Ilustrasi gugusan pulau es di kutub utara. Dok : Beritalingkungan.com.
GRAZ, KABAR JAKARTA– Di balik gemuruh konferensi iklim dan janji-janji transisi energi, secercah data baru datang dari Eropa Tengah—dan kabar ini bukan kabar baik.
Sebuah tim peneliti dari University of Graz, Austria, baru saja mengungkap fakta bahwa suhu udara global kini meningkat enam persen lebih cepat dibanding apa yang dilaporkan dalam pemantauan konvensional. Dengan kata lain, dunia menuju batas krisis iklim lebih cepat dari dugaan.
Menuju Batas 1,5°C Lebih Cepat dari Perkiraan
Sejak Perjanjian Paris ditandatangani pada 2015, komunitas global sepakat untuk membatasi pemanasan global di bawah 2°C, dan sebisa mungkin hanya hingga 1,5°C, dibandingkan suhu masa pra-industri. Namun kini, prediksi tersebut perlu direvisi.
Tim yang dipimpin oleh klimatolog Gottfried Kirchengast dari Wegener Center, University of Graz, menyebut bahwa ambang 1,5°C kemungkinan akan terlewati pada tahun 2028—lebih awal 2 hingga 7 tahun dari yang diperkirakan dalam laporan terbaru IPCC.
“Data kami menunjukkan bahwa peningkatan suhu global jauh lebih signifikan dari yang tercatat sebelumnya,” ujar Kirchengast seperti dikutip Kabar Jakarta dari laman uni-graz.at (04/06/2025).
“Untuk pertama kalinya, kami dapat memisahkan pengaruh pemanasan akibat aktivitas manusia dari fenomena alam seperti El Niño, dan memprediksi rata-rata suhu tahunan dengan ketepatan tinggi bahkan sejak bulan Agustus.”tutur.

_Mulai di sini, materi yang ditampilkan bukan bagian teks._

// SPDX-License-Identifier: GPL-3.0-only

use thiserror::Error;

/// Problems found while parsing or validating a storage layout
#[derive(Debug, Clone, PartialEq, Eq, Error)]
pub enum LayoutError {
    #[error("unsupported filesystem format: {0:?}")]
    UnsupportedFormat(String),

    #[error("unsupported GPT type: {0:?}")]
    UnsupportedGptType(String),

    #[error("unsupported LVM allocation type: {0:?}")]
    UnsupportedAllocation(String),

    #[error("failed to parse layout: {0}")]
    Parse(String),

    #[error("disk plan has an empty device path")]
    EmptyDiskDevice,

    #[error("{device}: partition number {number} is invalid (numbers start at 1)")]
    InvalidPartitionNumber { device: String, number: u32 },

    #[error("{device}: partition number {number} is declared twice")]
    DuplicatePartitionNumber { device: String, number: u32 },

    #[error("{device}: partition {number} consumes the rest of the disk but is not last")]
    RestOfDiskNotLast { device: String, number: u32 },

    #[error("{device}: partition {number} has an invalid GUID override {guid:?}")]
    InvalidGuid {
        device: String,
        number: u32,
        guid: String,
    },

    #[error("raid {name}: no member devices")]
    RaidWithoutMembers { name: String },

    #[error("raid {name}: {spares} spares leave no active members out of {members}")]
    TooManySpares {
        name: String,
        spares: usize,
        members: usize,
    },

    #[error("volume group {name} is declared twice")]
    DuplicateVolumeGroup { name: String },

    #[error("volume group {name}: no member devices")]
    VolumeGroupWithoutMembers { name: String },

    #[error("logical volume {name}: no owning volume group")]
    MissingVolumeGroup { name: String },

    #[error("filesystem for mount path {mount_path:?} has no device")]
    MissingFilesystemDevice { mount_path: String },
}
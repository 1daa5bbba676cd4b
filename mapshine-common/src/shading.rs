//! CPU reference of the per-fragment math shared with the WGSL passes.
//!
//! These functions mirror `shaders/common/*.wgsl` and the pass shaders
//! closely enough that tests can pin scenario values without a GPU.

use glam::{Vec2, Vec3};

use crate::environment::EnvironmentSnapshot;
use crate::lights::LightRecord;
use crate::math::{exp_ease, luminance, mix, reinhard_jodie, saturate, smoothstep};
use crate::params::{FogParams, SpecularParams, WindowLightParams};

// ============================================================================
// Dynamic lights
// ============================================================================

/// Contribution of one light at a world position.
pub fn light_contribution(light: &LightRecord, world: Vec2) -> Vec3 {
    if light.radius_px <= 0.0 {
        return Vec3::ZERO;
    }
    let d = world.distance(light.position) / light.radius_px;
    if d >= 1.0 {
        return Vec3::ZERO;
    }
    let inner = (light.bright_px / light.radius_px).clamp(0.0, 0.999);
    let falloff = 1.0 - smoothstep(inner, 1.0, d);
    let radial = mix(1.0 - d, 1.0 - d * d, saturate(light.attenuation));
    light.color * radial * falloff
}

/// Summed dynamic light plus the hue of the brightest contributor.
#[derive(Debug, Clone, Copy, PartialEq)]
pub struct LightAccumulation {
    pub total: Vec3,
    /// Max-normalized color of the brightest contributor.
    pub dominant_hue: Vec3,
    /// Luminance of that contributor; 0 when nothing reaches the point.
    pub dominant_weight: f32,
}

pub fn accumulate_lights<'a>(
    lights: impl IntoIterator<Item = &'a LightRecord>,
    world: Vec2,
) -> LightAccumulation {
    let mut acc = LightAccumulation {
        total: Vec3::ZERO,
        dominant_hue: Vec3::ONE,
        dominant_weight: 0.0,
    };
    for light in lights {
        let c = light_contribution(light, world);
        acc.total += c;
        let weight = luminance(c);
        if weight > acc.dominant_weight {
            acc.dominant_weight = weight;
            acc.dominant_hue = c / c.max_element().max(1e-4);
        }
    }
    acc
}

/// `mix(globalTint, dominantHue, strength)` when a dominant light exists.
pub fn effective_light_color(global_tint: Vec3, acc: &LightAccumulation, strength: f32) -> Vec3 {
    if acc.dominant_weight <= 0.0 {
        return global_tint;
    }
    global_tint.lerp(acc.dominant_hue, saturate(strength * saturate(acc.dominant_weight)))
}

// ============================================================================
// Specular
// ============================================================================

/// Rain wet mask from albedo, gated by outdoor coverage and wetness.
pub fn wet_mask(albedo: Vec3, p: &SpecularParams, outdoor: f32, wetness: f32) -> f32 {
    let mut x = luminance(albedo) + p.wet_brightness;
    x = saturate(x).powf(p.wet_gamma.max(0.01));
    x = (x - 0.5) * p.wet_contrast + 0.5;
    smoothstep(p.wet_black_point, p.wet_white_point, x) * saturate(outdoor) * saturate(wetness)
}

/// `smoothstep(threshold, 1, freeze)`.
pub fn frost_level(freeze: f32, threshold: f32) -> f32 {
    smoothstep(threshold.min(0.999), 1.0, saturate(freeze))
}

/// `mix(1, shadow, suppression)`, shadow 1 = lit.
pub fn building_shadow_factor(shadow: f32, suppression: f32) -> f32 {
    mix(1.0, saturate(shadow), saturate(suppression))
}

/// Stripe attenuation outdoors: `mix(1, outdoorBlend, outdoor)`.
pub fn outdoor_stripe_factor(outdoor: f32, outdoor_blend: f32) -> f32 {
    mix(1.0, outdoor_blend, saturate(outdoor))
}

/// Base-plane output (`outputMode = 0`).
///
/// Lit albedo is linear; only the specular sum is tone mapped so a dry,
/// unlit frame reproduces `albedo * ambient` exactly.
pub fn base_output(
    albedo: Vec3,
    env: &EnvironmentSnapshot,
    dynamic: Vec3,
    specular: Vec3,
    effect_enabled: bool,
) -> Vec3 {
    let env = env.sanitized();
    let tint = env.ambient_tint();
    if !effect_enabled {
        return albedo * tint;
    }
    let lit = albedo * (tint * env.light_level() + dynamic);
    lit + reinhard_jodie(specular.max(Vec3::ZERO))
}

/// Tile-overlay output (`outputMode = 1`): `None` when clipped.
pub fn overlay_output(albedo_alpha: f32, specular: Vec3, alpha_clip: f32) -> Option<Vec3> {
    (albedo_alpha > alpha_clip).then(|| reinhard_jodie(specular.max(Vec3::ZERO)))
}

// ============================================================================
// Window light
// ============================================================================

/// Per-channel falloff with the lightning contrast boost.
pub fn window_shape(mask: f32, falloff: f32, flash: f32, contrast_boost: f32) -> f32 {
    let x = saturate(mask).powf(falloff.max(0.01));
    x.powf(1.0 / (1.0 + saturate(flash) * contrast_boost.max(0.0)))
}

/// Shapes the cloud-shadow sample (1 = lit) into a light multiplier.
pub fn window_cloud_factor(cloud: f32, p: &WindowLightParams) -> f32 {
    let mut c = saturate(cloud + p.cloud_bias);
    c = c.powf(p.cloud_gamma.max(0.01));
    c = saturate((c - 0.5) * p.cloud_contrast + 0.5);
    mix(1.0, c.max(p.cloud_min_light), saturate(p.cloud_influence))
}

/// Linear dimming to 0.3 at full fog.
pub fn window_fog_dim(fog_density: f32, enabled: bool) -> f32 {
    if enabled {
        mix(1.0, 0.3, saturate(fog_density))
    } else {
        1.0
    }
}

pub fn window_darkness_dim(darkness: f32, night_dimming: f32) -> f32 {
    (1.0 - saturate(darkness) * saturate(night_dimming)).max(0.0)
}

// ============================================================================
// Fog
// ============================================================================

/// Radial base haze: `mix(0.25, 1, smoothstep(start, end, r))`.
pub fn fog_radial(r: f32, start: f32, end: f32) -> f32 {
    mix(0.25, 1.0, smoothstep(start, end.max(start + 1e-3), r))
}

/// Density response; zero density yields zero strength.
pub fn fog_strength(density: f32, radial: f32, noise_shape: f32) -> f32 {
    let d = saturate(density);
    (1.0 - (-d * 2.25 * radial).exp()) * mix(0.65, 1.35, saturate(noise_shape))
}

/// Large-scale cutout, strongest at low density.
pub fn fog_cutout(density: f32, cutout_strength: f32, cutout_noise: f32) -> f32 {
    let fade = (1.0 - saturate(density)).powf(1.35);
    1.0 - saturate(cutout_strength) * fade * smoothstep(0.35, 0.75, cutout_noise)
}

/// Indoor reduction from the roof distance field (source pixels).
pub fn fog_outdoor_factor(distance_px: f32, p: &FogParams) -> f32 {
    let far = smoothstep(
        p.building_buffer_px,
        p.building_buffer_px + p.building_softness_px.max(1.0),
        distance_px,
    );
    1.0 - saturate(p.indoor_reduction) * (1.0 - far)
}

/// Elevated geometry (closer than the ground plane) receives less fog.
pub fn fog_depth_modulation(linear_depth: f32, ground_distance: f32, strength: f32) -> f32 {
    if ground_distance <= 0.0 {
        return 1.0;
    }
    let ratio = linear_depth / ground_distance;
    mix(1.0, smoothstep(0.990, 1.001, ratio), saturate(strength))
}

/// Fog color after night, sky and darkness shading.
///
/// The darkening term uses `max(darkness, cloudCover)` so overcast noon
/// fog reads as grey rather than bright haze.
pub fn fog_color(p: &FogParams, env: &EnvironmentSnapshot) -> Vec3 {
    let env = env.sanitized();
    let night = exp_ease(saturate(env.darkness_level * p.night_strength), 3.0);
    let mut color = p.color.lerp(p.night_color, saturate(night));
    let sky = env.sky_factor() * (1.0 - env.darkness_level);
    let sky_lerp = exp_ease(sky, 2.0) * p.sky_lerp;
    let sky_mul = exp_ease(sky, 2.0) * p.sky_multiply;
    color = color.lerp(p.sky_color, saturate(sky_lerp));
    color *= Vec3::ONE.lerp(p.sky_color, saturate(sky_mul));
    let dark = env.darkness_level.max(env.cloud_cover);
    color * fog_shade(dark, p.color_min)
}

/// `1 - dark * (1 - colorMin)`.
pub fn fog_shade(dark: f32, color_min: f32) -> f32 {
    1.0 - saturate(dark) * (1.0 - saturate(color_min))
}

/// Final opacity, never above `max_opacity`.
pub fn fog_amount(strength: f32, p: &FogParams, outdoor: f32, depth_mod: f32) -> f32 {
    (strength * p.max_opacity * outdoor * depth_mod).clamp(0.0, p.max_opacity)
}

pub fn apply_fog(scene: Vec3, fog: Vec3, amount: f32) -> Vec3 {
    scene.lerp(fog, saturate(amount))
}

#[cfg(test)]
mod tests {
    use super::*;
    use crate::params::PassParams;

    fn scenario_light() -> LightRecord {
        LightRecord {
            position: Vec2::new(500.0, 500.0),
            color: Vec3::new(2.0, 1.0, 0.4),
            radius_px: 200.0,
            bright_px: 100.0,
            attenuation: 0.5,
        }
    }

    fn close(a: Vec3, b: Vec3, eps: f32) -> bool {
        (a - b).abs().max_element() < eps
    }

    #[test]
    fn test_single_light_center_and_falloff() {
        let light = scenario_light();
        let center = light_contribution(&light, Vec2::new(500.0, 500.0));
        assert!(close(center, Vec3::new(2.0, 1.0, 0.4), 1e-6));

        let edge = light_contribution(&light, Vec2::new(500.0, 650.0));
        assert!(close(edge, Vec3::new(0.34375, 0.171875, 0.06875), 1e-5), "{edge}");

        assert_eq!(
            light_contribution(&light, Vec2::new(500.0, 700.0)),
            Vec3::ZERO
        );
    }

    #[test]
    fn test_no_lights_no_dynamic_contribution() {
        let acc = accumulate_lights(std::iter::empty(), Vec2::ZERO);
        assert_eq!(acc.total, Vec3::ZERO);
        assert_eq!(acc.dominant_weight, 0.0);
        let tint = Vec3::new(1.0, 0.9, 0.8);
        assert_eq!(effective_light_color(tint, &acc, 1.0), tint);
    }

    #[test]
    fn test_dominant_hue_tracks_brightest() {
        let warm = scenario_light();
        let cool = LightRecord {
            position: Vec2::new(520.0, 500.0),
            color: Vec3::new(0.1, 0.1, 0.3),
            ..scenario_light()
        };
        let acc = accumulate_lights([&cool, &warm], Vec2::new(505.0, 500.0));
        assert!(close(acc.dominant_hue, Vec3::new(1.0, 0.5, 0.2), 1e-3));
    }

    #[test]
    fn test_wet_mask_rain_scenario() {
        let p = SpecularParams::default();
        // Grey albedo with luminance 0.7.
        let albedo = Vec3::splat(0.7);
        let m = wet_mask(albedo, &p, 1.0, 1.0);
        assert!((m - 1.0).abs() < 1e-6, "{m}");
        assert_eq!(wet_mask(albedo, &p, 0.0, 1.0), 0.0);
        assert_eq!(wet_mask(albedo, &p, 1.0, 0.0), 0.0);
    }

    #[test]
    fn test_darkness_floor_in_base_output() {
        for i in 0..=10 {
            let env = EnvironmentSnapshot {
                darkness_level: i as f32 / 10.0,
                ambient_daylight: Vec3::ONE,
                ambient_darkness: Vec3::ONE,
                ..Default::default()
            };
            assert!(env.light_level() >= 0.25);
            let out = base_output(Vec3::ONE, &env, Vec3::ZERO, Vec3::ZERO, true);
            assert!(out.min_element() >= 0.25 - 1e-6, "{out}");
        }
    }

    #[test]
    fn test_dry_unlit_base_is_albedo_times_daylight() {
        let env = EnvironmentSnapshot {
            ambient_daylight: Vec3::new(0.9, 0.95, 1.0),
            ..Default::default()
        };
        let albedo = Vec3::new(0.5, 0.25, 0.75);
        let out = base_output(albedo, &env, Vec3::ZERO, Vec3::ZERO, true);
        assert!(close(out, albedo * env.ambient_daylight, 1.0 / 255.0));
        let off = base_output(albedo, &env, Vec3::ZERO, Vec3::splat(3.0), false);
        assert!(close(off, albedo * env.ambient_tint(), 1e-6));
    }

    #[test]
    fn test_overlay_alpha_clip() {
        assert!(overlay_output(0.05, Vec3::ONE, 0.1).is_none());
        assert!(overlay_output(0.5, Vec3::ONE, 0.1).is_some());
    }

    #[test]
    fn test_fog_zero_density_is_identity() {
        let p = FogParams::default();
        let env = EnvironmentSnapshot::default();
        let scene = Vec3::new(0.2, 0.4, 0.6);
        for noise in [0.0, 0.5, 1.0] {
            let strength = fog_strength(0.0, fog_radial(0.7, p.falloff_start, p.falloff_end), noise);
            let amount = fog_amount(strength * fog_cutout(0.0, p.cutout_strength, 0.9), &p, 1.0, 1.0);
            assert_eq!(amount, 0.0);
            assert_eq!(apply_fog(scene, fog_color(&p, &env), amount), scene);
        }
    }

    #[test]
    fn test_fog_full_cover_darkens_to_color_min() {
        let p = FogParams {
            sky_lerp: 0.0,
            sky_multiply: 0.0,
            ..Default::default()
        }
        .sanitized();
        let clear = fog_color(&p, &EnvironmentSnapshot::default());
        let overcast = fog_color(
            &p,
            &EnvironmentSnapshot {
                cloud_cover: 1.0,
                fog_density: 1.0,
                ..Default::default()
            },
        );
        assert!(close(overcast, clear * 0.3, 1e-5));
    }

    #[test]
    fn test_fog_amount_capped() {
        let p = FogParams::default();
        let s = fog_strength(1.0, 1.0, 1.0);
        assert!(s > 1.0);
        assert_eq!(fog_amount(s, &p, 1.0, 1.0), p.max_opacity);
    }

    #[test]
    fn test_fog_indoor_reduction() {
        let p = FogParams::default();
        assert!((fog_outdoor_factor(0.0, &p) - (1.0 - p.indoor_reduction)).abs() < 1e-6);
        assert_eq!(fog_outdoor_factor(10_000.0, &p), 1.0);
    }

    #[test]
    fn test_fog_depth_modulation() {
        assert_eq!(fog_depth_modulation(501.0, 500.0, 1.0), 1.0);
        assert_eq!(fog_depth_modulation(400.0, 500.0, 1.0), 0.0);
        assert_eq!(fog_depth_modulation(400.0, 500.0, 0.0), 1.0);
    }

    #[test]
    fn test_window_dimming_terms() {
        assert!((window_fog_dim(1.0, true) - 0.3).abs() < 1e-6);
        assert_eq!(window_fog_dim(1.0, false), 1.0);
        assert_eq!(window_darkness_dim(1.0, 1.0), 0.0);
        assert!(window_shape(0.5, 2.0, 1.0, 1.0) > window_shape(0.5, 2.0, 0.0, 1.0));
    }

    #[test]
    fn test_frost_threshold() {
        assert_eq!(frost_level(0.2, 0.3), 0.0);
        assert_eq!(frost_level(1.0, 0.3), 1.0);
    }
}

Merekam Panas Bumi dengan Lebih Akurat
Apa yang membuat temuan ini istimewa adalah metode baru yang mereka kembangkan. Sebelumnya, pemantauan suhu global—khususnya di atas laut—lebih mengandalkan suhu lapisan atas air laut daripada suhu udara permukaan. Hal ini menciptakan bias yang kerap diremehkan.
Namun dengan menyempurnakan data dari pusat iklim global sejak tahun 1850 hingga 2024, serta membuat proyeksi hingga 2050, tim dari Graz berhasil membentuk tolok ukur baru yang lebih representatif bagi suhu udara global sesungguhnya.
Alat Ukur Kepatuhan terhadap Perjanjian Paris
Yang lebih menarik lagi, Kirchengast dan timnya kini mengusulkan skala empat kelas untuk mengukur sejauh mana negara-negara dunia mematuhi (atau melanggar) target Perjanjian Paris.
Mereka berharap pendekatan ini bisa diadopsi secara resmi oleh Organisasi Meteorologi Dunia (WMO) dan IPCC, menjadi standar global untuk menilai kemajuan iklim—secara ilmiah dan legal.
Ia juga menyarankan agar frasa ambigu “well below 2°C” (jauh di bawah 2°C) dalam Perjanjian Paris dijabarkan lebih tegas menjadi “di bawah 1,7°C”, agar tujuan global lebih jelas dan bisa ditindaklanjuti.
“Sudah waktunya kita menjadikan target iklim yang disepakati dunia ini benar-benar terukur dan dapat diverifikasi,” tegas Kirchengast.
“Kita butuh dasar ilmu iklim yang kuat agar aksi iklim bisa lebih tepat dan mendesak.”tambahnya.
Akses Data Gratis untuk Dunia
Dalam semangat keterbukaan ilmiah, semua data baru yang mereka hasilkan kini tersedia secara gratis melalui portal ClimateTracer milik Universitas Graz. Ini merupakan langkah besar untuk komunitas ilmiah dan pembuat kebijakan global, sekaligus peringatan keras bahwa waktu untuk bertindak semakin menipis (Marwan Aziz).